We should not forget that the first major organisation of terror after the war, the Organisation de l'Armée Secrète (OAS) was established by a French General who thought of himself as patriotic and who was convinced that terrorism was the only answer to the guerilla phenomenon in Algeria and Indochina. When politics, the way it was understood by theorists of the "Polizeiwissenschaft" in the eighteenth century, reduces itself to police, the difference between state and terrorism threatens to disappear. In the end it may lead to security and terrorism forming a single deadly system in which they mutually justify and legitimate each others' actions.
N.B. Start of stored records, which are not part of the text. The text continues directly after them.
use axum::{
    extract::rejection::JsonRejection,
    http::StatusCode,
    response::{IntoResponse, Response},
    Json,
};
use domain::TodoError;
use thiserror::Error;

#[derive(Debug, Error)]
pub enum ApiError {
    #[error("Todo not found")]
    NotFound,

    #[error("Validation error: {0}")]
    Validation(String),
}

impl ApiError {
    pub fn status(&self) -> StatusCode {
        match self {
            ApiError::NotFound => StatusCode::NOT_FOUND,
            ApiError::Validation(_) => StatusCode::UNPROCESSABLE_ENTITY,
        }
    }
}

impl IntoResponse for ApiError {
    fn into_response(self) -> Response {
        let status = self.status();
        tracing::debug!(error = %self, %status, "request rejected");

        (status, Json(serde_json::json!({ "error": self.to_string() }))).into_response()
    }
}

impl From<TodoError> for ApiError {
    fn from(e: TodoError) -> Self {
        match e {
            TodoError::NotFound(_) => ApiError::NotFound,
            TodoError::Validation(msg) => ApiError::Validation(msg),
        }
    }
}

impl From<JsonRejection> for ApiError {
    fn from(rejection: JsonRejection) -> Self {
        ApiError::Validation(rejection.body_text())
    }
}
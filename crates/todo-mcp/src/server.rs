//! MCP stdio サーバ
//!
//! 1 行 1 メッセージの JSON-RPC を読み、ツールへ振り分けて結果を書き戻す。
//! メッセージは受信順に 1 件ずつ処理する。

use serde_json::{json, Value};
use tokio::io::{AsyncBufRead, AsyncBufReadExt, AsyncWrite, AsyncWriteExt};
use tracing::{debug, warn};

use crate::tools::{self, TodoTools};
use crate::types::{
    JsonRpcRequest, JsonRpcResponse, ToolCallParams, ToolResult, INTERNAL_ERROR,
    INVALID_PARAMS, INVALID_REQUEST, METHOD_NOT_FOUND, PARSE_ERROR,
};

pub const SERVER_NAME: &str = "todo-mcp-server";
pub const SERVER_VERSION: &str = env!("CARGO_PKG_VERSION");
pub const PROTOCOL_VERSION: &str = "2024-11-05";

/// 入力が閉じるまでリクエストを処理する
pub async fn run<R, W>(tools: &TodoTools, reader: R, mut writer: W) -> std::io::Result<()>
where
    R: AsyncBufRead + Unpin,
    W: AsyncWrite + Unpin,
{
    let mut lines = reader.lines();

    while let Some(line) = lines.next_line().await? {
        if line.trim().is_empty() {
            continue;
        }

        let response = match serde_json::from_str::<Value>(&line) {
            Ok(message) => handle_message(message, tools).await,
            Err(e) => {
                warn!(error = %e, "unparsable message");
                Some(JsonRpcResponse::error(None, PARSE_ERROR, e.to_string()))
            }
        };

        if let Some(response) = response {
            write_response(&mut writer, &response).await?;
        }
    }

    debug!("input closed, shutting down");
    Ok(())
}

/// JSON としては読めたメッセージを処理する。リクエストの形をしていなければ Invalid Request。
async fn handle_message(message: Value, tools: &TodoTools) -> Option<JsonRpcResponse> {
    let id = message.get("id").filter(|id| !id.is_null()).cloned();

    match serde_json::from_value::<JsonRpcRequest>(message) {
        Ok(request) => handle_request(&request, tools).await,
        Err(e) => {
            warn!(error = %e, "invalid request");
            Some(JsonRpcResponse::error(id, INVALID_REQUEST, e.to_string()))
        }
    }
}

/// 1 件のリクエストを処理する。通知（id なし）には応答しない。
pub async fn handle_request(req: &JsonRpcRequest, tools: &TodoTools) -> Option<JsonRpcResponse> {
    let Some(id) = req.id.clone() else {
        debug!(method = %req.method, "notification received");
        return None;
    };
    let id = Some(id);

    let response = match req.method.as_str() {
        "initialize" => handle_initialize(id),
        "ping" => JsonRpcResponse::success(id, json!({})),
        "tools/list" => JsonRpcResponse::success(id, json!({ "tools": tools::list_tools() })),
        "tools/call" => handle_tools_call(id, &req.params, tools).await,
        _ => JsonRpcResponse::error(
            id,
            METHOD_NOT_FOUND,
            format!("Unknown method: {}", req.method),
        ),
    };
    Some(response)
}

fn handle_initialize(id: Option<Value>) -> JsonRpcResponse {
    JsonRpcResponse::success(
        id,
        json!({
            "protocolVersion": PROTOCOL_VERSION,
            "capabilities": {
                "tools": {}
            },
            "serverInfo": {
                "name": SERVER_NAME,
                "version": SERVER_VERSION
            }
        }),
    )
}

async fn handle_tools_call(id: Option<Value>, params: &Value, tools: &TodoTools) -> JsonRpcResponse {
    let call: ToolCallParams = match serde_json::from_value(params.clone()) {
        Ok(p) => p,
        Err(e) => return JsonRpcResponse::error(id, INVALID_PARAMS, e.to_string()),
    };

    let outcome = tools.call(&call.name, &call.arguments).await;
    match serde_json::to_value(ToolResult::from_outcome(outcome)) {
        Ok(result) => JsonRpcResponse::success(id, result),
        Err(e) => JsonRpcResponse::error(id, INTERNAL_ERROR, e.to_string()),
    }
}

async fn write_response<W>(writer: &mut W, response: &JsonRpcResponse) -> std::io::Result<()>
where
    W: AsyncWrite + Unpin,
{
    let mut bytes = serde_json::to_vec(response)?;
    bytes.push(b'\n');
    writer.write_all(&bytes).await?;
    writer.flush().await
}
//! todo-api の操作を MCP ツールとして公開するアダプタ
//!
//! 各ツール呼び出しは todo-api への HTTP リクエストに変換され、
//! 成功時はレスポンスの JSON をそのまま、失敗時は `{"error": ...}` を返す。

pub mod client;
pub mod server;
pub mod tools;
pub mod types;

pub use client::{ClientError, CreateTodoRequest, TodoClient, UpdateFields};
pub use tools::{ToolFailure, ToolOutcome, TodoTools};
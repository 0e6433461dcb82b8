use crate::errors::TodoError;
use chrono::{DateTime, Utc};
use serde::{Deserialize, Deserializer, Serialize};
use std::fmt;

/// ToDo の識別子（ULID 文字列）
#[derive(Debug, Clone, PartialEq, Eq, Hash, Serialize, Deserialize)]
#[serde(transparent)]
pub struct TodoId(pub String);

impl TodoId {
    pub fn new() -> Self {
        Self(ulid::Ulid::new().to_string())
    }

    pub fn from_string(id: String) -> Self {
        Self(id)
    }

    pub fn as_str(&self) -> &str {
        &self.0
    }
}

impl Default for TodoId {
    fn default() -> Self {
        Self::new()
    }
}

impl fmt::Display for TodoId {
    fn fmt(&self, f: &mut fmt::Formatter<'_>) -> fmt::Result {
        f.write_str(&self.0)
    }
}

/// ToDo レコード
#[derive(Debug, Clone, PartialEq, Eq, Serialize, Deserialize)]
pub struct Todo {
    pub id: TodoId,
    pub title: String,
    pub description: Option<String>,
    pub completed: bool,
    pub created_at: DateTime<Utc>,
    pub updated_at: DateTime<Utc>,
}

/// 作成リクエスト（POST /todos のボディ）
#[derive(Debug, Clone, Deserialize)]
pub struct NewTodo {
    pub title: String,
    #[serde(default)]
    pub description: Option<String>,
    #[serde(default)]
    pub completed: bool,
}

impl NewTodo {
    pub fn new(title: impl Into<String>) -> Self {
        Self {
            title: title.into(),
            description: None,
            completed: false,
        }
    }
}

/// 部分更新リクエスト（PUT /todos/{id} のボディ）
///
/// 指定されたフィールドのみ反映する。`description` は `null` を明示すると消去される。
#[derive(Debug, Clone, Default, PartialEq, Eq, Deserialize)]
pub struct TodoPatch {
    #[serde(default)]
    pub title: Option<String>,
    #[serde(default, deserialize_with = "explicit_null")]
    pub description: Option<Option<String>>,
    #[serde(default)]
    pub completed: Option<bool>,
}

impl TodoPatch {
    pub fn completed(completed: bool) -> Self {
        Self {
            completed: Some(completed),
            ..Self::default()
        }
    }
}

/// フィールドが存在すれば `Some`（値が null なら `Some(None)`）
fn explicit_null<'de, D>(deserializer: D) -> Result<Option<Option<String>>, D::Error>
where
    D: Deserializer<'de>,
{
    Option::<String>::deserialize(deserializer).map(Some)
}

/// 完了状態によるフィルタ
#[derive(Debug, Clone, Copy, PartialEq, Eq)]
pub enum TodoStatus {
    Completed,
    Pending,
}

impl TodoStatus {
    pub fn matches(self, todo: &Todo) -> bool {
        match self {
            TodoStatus::Completed => todo.completed,
            TodoStatus::Pending => !todo.completed,
        }
    }
}

fn validate_title(title: &str) -> Result<(), TodoError> {
    if title.is_empty() {
        return Err(TodoError::Validation("title must not be empty".to_string()));
    }
    Ok(())
}

impl Todo {
    /// 新しい ToDo を生成する。ID と両タイムスタンプはここで決まる。
    pub fn create(input: NewTodo, now: DateTime<Utc>) -> Result<Self, TodoError> {
        validate_title(&input.title)?;

        Ok(Self {
            id: TodoId::new(),
            title: input.title,
            description: input.description,
            completed: input.completed,
            created_at: now,
            updated_at: now,
        })
    }

    /// 部分更新を適用する。値が変わらなくても `updated_at` は進める。
    ///
    /// 検証に失敗した場合はレコードに一切触れない。
    pub fn apply_patch(&mut self, patch: TodoPatch, now: DateTime<Utc>) -> Result<(), TodoError> {
        if let Some(title) = &patch.title {
            validate_title(title)?;
        }

        if let Some(title) = patch.title {
            self.title = title;
        }
        if let Some(description) = patch.description {
            self.description = description;
        }
        if let Some(completed) = patch.completed {
            self.completed = completed;
        }
        // 時計が巻き戻っても updated_at は後退させない
        self.updated_at = now.max(self.updated_at);
        Ok(())
    }
}
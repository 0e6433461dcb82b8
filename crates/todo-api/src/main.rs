//! todo-api バイナリのエントリポイント

use anyhow::Context;
use shared::{init_tracing, ApiConfig, LogFormat};
use todo_api::{app, shutdown::shutdown_signal};

#[tokio::main]
async fn main() -> anyhow::Result<()> {
    init_tracing(LogFormat::from_env()?).map_err(|e| anyhow::anyhow!(e))?;

    let config = ApiConfig::from_env()?;
    let addr = config.socket_addr();

    let listener = tokio::net::TcpListener::bind(addr)
        .await
        .with_context(|| format!("failed to bind {addr}"))?;
    tracing::info!(%addr, "server starting");

    // コレクションはここで 1 つだけ生成され、プロセス終了まで生きる
    axum::serve(listener, app())
        .with_graceful_shutdown(shutdown_signal())
        .await
        .context("server error")?;

    tracing::info!("server stopped");
    Ok(())
}
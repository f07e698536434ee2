//! Per-collection create, update and delete.
//!
//! Each operation calls the remote store, then reconciles the collection
//! store with the confirmed result. Failures and refusals are returned as
//! `MutationOutcome` values for the caller to present.

pub mod facade;
pub mod outcome;

pub use facade::Crud;
pub use outcome::{MutationOutcome, Refusal};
The risk is not merely the development of a clandestine complicity of opponents but that the hunt for security leads to a worldwide civil war which destroys all civil coexistence. In the new situation -- created by the end of the classical form of war between sovereign states -- security finds its end in globalisation: it implies the idea of a new planetary order which is, in fact, the worst of all disorders. But there is yet another danger. Because they require constant reference to a state of exception, measures of security work towards a growing depoliticization of society. In the long run, they are irreconcilable with democracy.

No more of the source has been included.